Présentation du texte
Le 19 mars 2025, l'arrestation d'Ekrem İmamoğlu, maire d'Istanbul élu avec 10 points d'avance sur le candidat du parti présidentiel AKP, a déclenché une crise politique majeure en Turquie. Poursuivi pour corruption, appartenance à une organisation criminelle et liens présumés avec le PKK, il risque en outre l'inéligibilité à la présidentielle de 2028 après l'invalidation de son diplôme universitaire. Plus de 1 400 manifestants, des journalistes et des responsables de l'opposition ont été arrêtés lors des semaines de protestations qui ont suivi, réunissant jusqu'à 2,2 millions de personnes à Istanbul le 29 mars. Cette proposition de résolution européenne, déposée par des députés de plusieurs groupes, s'inscrit dans le cadre de l'article 88-4 de la Constitution, qui permet à l'Assemblée nationale de se prononcer sur les enjeux européens. Elle rappelle les obligations internationales de la Turquie en tant qu'État membre du Conseil de l'Europe et pays candidat à l'adhésion à l'Union européenne, et dénonce une instrumentalisation de la justice à des fins politiques ainsi qu'une répression systématique des libertés civiles. Le texte appelle le gouvernement français et les institutions européennes à se positionner publiquement, à envoyer des observateurs indépendants et à exercer une pression diplomatique sur Ankara. Il exprime aussi la solidarité de l'Assemblée avec les forces pro-démocratiques turques, les journalistes, les étudiants et les minorités kurdes. Dix des onze amendements déposés ont enrichi le texte initial : ils couvrent la situation des Kurdes en Syrie, le retrait de la Turquie de la Convention d'Istanbul sur les droits des femmes, les atteintes aux libertés académiques et le non-respect des arrêts de la Cour européenne des droits de l'homme.

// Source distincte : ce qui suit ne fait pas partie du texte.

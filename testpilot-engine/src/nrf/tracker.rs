//! Per-session instance lifecycle tracking
//!
//! Registry is append-only; the active stack is a plain LIFO of ids whose
//! records are still `Active`. Invariant: every id on the stack has an
//! `Active` registry entry.

use std::collections::HashMap;

use chrono::{DateTime, Utc};
use serde::Serialize;
use tracing::{debug, info};

use testpilot_common::HttpMethod;

use crate::config::NrfSettings;

/// When an instance left on the stack gets auto-cleaned
#[derive(Debug, Clone, Copy, PartialEq, Eq, Serialize)]
#[serde(rename_all = "snake_case")]
pub enum CleanupPolicy {
    TestEnd,
    SuiteEnd,
    SessionEnd,
    Manual,
}

impl CleanupPolicy {
    fn parse(s: &str) -> Option<Self> {
        match s.trim().to_ascii_lowercase().as_str() {
            "test_end" => Some(Self::TestEnd),
            "suite_end" => Some(Self::SuiteEnd),
            "session_end" => Some(Self::SessionEnd),
            "manual" => Some(Self::Manual),
            _ => None,
        }
    }
}

/// Identity of the step driving a tracker operation
#[derive(Debug, Clone, PartialEq, Eq)]
pub struct NrfTestContext {
    pub sheet: String,
    pub test_name: String,
    pub row_idx: usize,
}

#[derive(Debug, Clone, Copy, PartialEq, Eq, Serialize)]
#[serde(rename_all = "lowercase")]
pub enum InstanceStatus {
    Active,
    Deleted,
}

#[derive(Debug, Clone, Serialize)]
pub struct Operation {
    pub method: String,
    pub at: DateTime<Utc>,
    pub row_idx: usize,
}

#[derive(Debug, Clone, Serialize)]
pub struct CreatedBy {
    pub test_name: String,
    pub sheet: String,
    pub row_idx: usize,
    pub at: DateTime<Utc>,
}

#[derive(Debug, Clone, Serialize)]
pub struct InstanceRecord {
    pub nf_instance_id: String,
    pub created_by: CreatedBy,
    pub operations: Vec<Operation>,
    pub status: InstanceStatus,
    pub cleanup_policy: CleanupPolicy,
    pub deleted_at: Option<DateTime<Utc>>,
    pub deletion_reason: Option<String>,
}

/// Diagnostic snapshot of one session
#[derive(Debug, Clone, Serialize)]
pub struct TrackerDiagnostic {
    pub active_count: usize,
    pub active_ids: Vec<String>,
    pub stack: Vec<String>,
    pub total_created: usize,
    pub by_test: HashMap<String, HashMap<String, usize>>,
    pub by_status: HashMap<String, usize>,
    pub orphans: Vec<OrphanInstance>,
}

/// Active test-end instance created by a test that is no longer current
#[derive(Debug, Clone, Serialize)]
pub struct OrphanInstance {
    pub nf_instance_id: String,
    pub created_by: String,
    pub age_minutes: f64,
    pub operations_count: usize,
}

/// Default rule table; overridden by `nrf.cleanup_rules` in the host file
fn default_rules() -> Vec<(String, CleanupPolicy)> {
    vec![
        ("registration".into(), CleanupPolicy::TestEnd),
        ("discovery".into(), CleanupPolicy::SuiteEnd),
        ("validation".into(), CleanupPolicy::TestEnd),
        ("validate".into(), CleanupPolicy::TestEnd),
    ]
}

pub(super) fn cleanup_rules_from(settings: &NrfSettings) -> Vec<(String, CleanupPolicy)> {
    match &settings.cleanup_rules {
        None => default_rules(),
        Some(map) => map
            .iter()
            .filter_map(|(needle, policy)| {
                CleanupPolicy::parse(policy).map(|p| (needle.to_ascii_lowercase(), p))
            })
            .collect(),
    }
}

pub struct InstanceTracker {
    registry: HashMap<String, InstanceRecord>,
    active_stack: Vec<String>,
    current_ctx: Option<NrfTestContext>,
    cleanup_rules: Vec<(String, CleanupPolicy)>,
}

impl InstanceTracker {
    pub fn new(cleanup_rules: Vec<(String, CleanupPolicy)>) -> Self {
        Self {
            registry: HashMap::new(),
            active_stack: Vec::new(),
            current_ctx: None,
            cleanup_rules,
        }
    }

    pub fn active_count(&self) -> usize {
        self.active_stack.len()
    }

    /// Detect test/suite transitions and run the matching auto-cleanups
    pub fn track_progression(&mut self, ctx: &NrfTestContext) {
        if let Some(previous) = self.current_ctx.clone() {
            if previous.test_name != ctx.test_name {
                info!(
                    from = %previous.test_name,
                    to = %ctx.test_name,
                    "test transition"
                );
                self.cleanup_matching(|record| {
                    record.cleanup_policy == CleanupPolicy::TestEnd
                        && record.created_by.test_name == previous.test_name
                });
            }
            if previous.sheet != ctx.sheet {
                info!(from = %previous.sheet, to = %ctx.sheet, "suite transition");
                self.cleanup_matching(|record| {
                    record.cleanup_policy == CleanupPolicy::SuiteEnd
                        && record.created_by.sheet == previous.sheet
                });
            }
        }
        self.current_ctx = Some(ctx.clone());
    }

    /// Register a freshly created instance and push it onto the stack
    pub fn on_put(&mut self, ctx: &NrfTestContext, nf_instance_id: &str) {
        let now = Utc::now();
        let record = InstanceRecord {
            nf_instance_id: nf_instance_id.to_string(),
            created_by: CreatedBy {
                test_name: ctx.test_name.clone(),
                sheet: ctx.sheet.clone(),
                row_idx: ctx.row_idx,
                at: now,
            },
            operations: vec![Operation {
                method: "PUT".into(),
                at: now,
                row_idx: ctx.row_idx,
            }],
            status: InstanceStatus::Active,
            cleanup_policy: self.policy_for(&ctx.test_name),
            deleted_at: None,
            deletion_reason: None,
        };
        self.registry.insert(nf_instance_id.to_string(), record);
        self.active_stack.push(nf_instance_id.to_string());
        debug!(stack = self.active_stack.len(), "instance pushed");
    }

    /// Instance targeted by a GET/PATCH: newest instance created by the same
    /// test, falling back to the top of the stack.
    pub fn select_for(&mut self, ctx: &NrfTestContext, method: HttpMethod) -> Option<String> {
        let picked = self
            .active_stack
            .iter()
            .rev()
            .find(|id| {
                self.registry
                    .get(*id)
                    .map(|r| r.created_by.test_name == ctx.test_name)
                    .unwrap_or(false)
            })
            .or_else(|| self.active_stack.last())
            .cloned();

        if let Some(id) = &picked {
            self.log_operation(id, method.as_str(), ctx.row_idx);
        }
        picked
    }

    /// Pop the instance a DELETE targets; `None` means the step must skip
    pub fn on_delete(&mut self, ctx: &NrfTestContext) -> Option<String> {
        let id = self.select_for(ctx, HttpMethod::Delete)?;
        self.active_stack.retain(|candidate| *candidate != id);
        self.mark_deleted(&id, "DELETE");
        debug!(stack = self.active_stack.len(), "instance popped");
        Some(id)
    }

    /// Pop and mark deleted everything still active
    pub fn cleanup_all(&mut self, reason: &str) {
        if !self.active_stack.is_empty() {
            info!(count = self.active_stack.len(), reason, "cleaning active instances");
        }
        while let Some(id) = self.active_stack.pop() {
            self.mark_deleted(&id, reason);
        }
    }

    pub fn diagnostic(&self) -> TrackerDiagnostic {
        let active_ids: Vec<String> = self
            .registry
            .values()
            .filter(|r| r.status == InstanceStatus::Active)
            .map(|r| r.nf_instance_id.clone())
            .collect();

        let mut by_test: HashMap<String, HashMap<String, usize>> = HashMap::new();
        let mut by_status: HashMap<String, usize> = HashMap::new();
        for record in self.registry.values() {
            let status = match record.status {
                InstanceStatus::Active => "active",
                InstanceStatus::Deleted => "deleted",
            };
            *by_test
                .entry(record.created_by.test_name.clone())
                .or_default()
                .entry(status.to_string())
                .or_default() += 1;
            *by_status.entry(status.to_string()).or_default() += 1;
        }

        let current_test = self.current_ctx.as_ref().map(|c| c.test_name.as_str());
        let now = Utc::now();
        let orphans = self
            .registry
            .values()
            .filter(|r| {
                r.status == InstanceStatus::Active
                    && r.cleanup_policy == CleanupPolicy::TestEnd
                    && Some(r.created_by.test_name.as_str()) != current_test
            })
            .map(|r| OrphanInstance {
                nf_instance_id: r.nf_instance_id.clone(),
                created_by: r.created_by.test_name.clone(),
                age_minutes: (now - r.created_by.at).num_seconds() as f64 / 60.0,
                operations_count: r.operations.len(),
            })
            .collect();

        TrackerDiagnostic {
            active_count: active_ids.len(),
            active_ids,
            stack: self.active_stack.clone(),
            total_created: self.registry.len(),
            by_test,
            by_status,
            orphans,
        }
    }

    fn policy_for(&self, test_name: &str) -> CleanupPolicy {
        let lower = test_name.to_ascii_lowercase();
        self.cleanup_rules
            .iter()
            .find(|(needle, _)| lower.contains(needle.as_str()))
            .map(|(_, policy)| *policy)
            .unwrap_or(CleanupPolicy::SessionEnd)
    }

    fn cleanup_matching(&mut self, predicate: impl Fn(&InstanceRecord) -> bool) {
        let doomed: Vec<String> = self
            .registry
            .values()
            .filter(|r| r.status == InstanceStatus::Active && predicate(r))
            .map(|r| r.nf_instance_id.clone())
            .collect();
        for id in doomed {
            self.active_stack.retain(|candidate| *candidate != id);
            self.mark_deleted(&id, "auto_cleanup");
        }
    }

    fn mark_deleted(&mut self, id: &str, reason: &str) {
        if let Some(record) = self.registry.get_mut(id) {
            record.status = InstanceStatus::Deleted;
            record.deleted_at = Some(Utc::now());
            record.deletion_reason = Some(reason.to_string());
        }
    }

    fn log_operation(&mut self, id: &str, method: &str, row_idx: usize) {
        if let Some(record) = self.registry.get_mut(id) {
            record.operations.push(Operation {
                method: method.to_string(),
                at: Utc::now(),
                row_idx,
            });
        }
    }

    /// Stack ⊆ active-records invariant; exercised by tests after every
    /// mutating operation.
    #[cfg(test)]
    fn stack_invariant_holds(&self) -> bool {
        self.active_stack.iter().all(|id| {
            self.registry
                .get(id)
                .map(|r| r.status == InstanceStatus::Active)
                .unwrap_or(false)
        })
    }
}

L'Assemblée nationale déplore la dégradation des libertés en Turquie, condamne l'arrestation du maire d'Istanbul et d'autres opposants, journalistes et manifestants, et appelle les institutions françaises et européennes — ainsi que le Conseil de l'Europe — à prendre des mesures diplomatiques pour défendre l'État de droit, soutenir la population kurde et exiger le respect des engagements internationaux de la Turquie, notamment en matière de droits des femmes et de libertés académiques.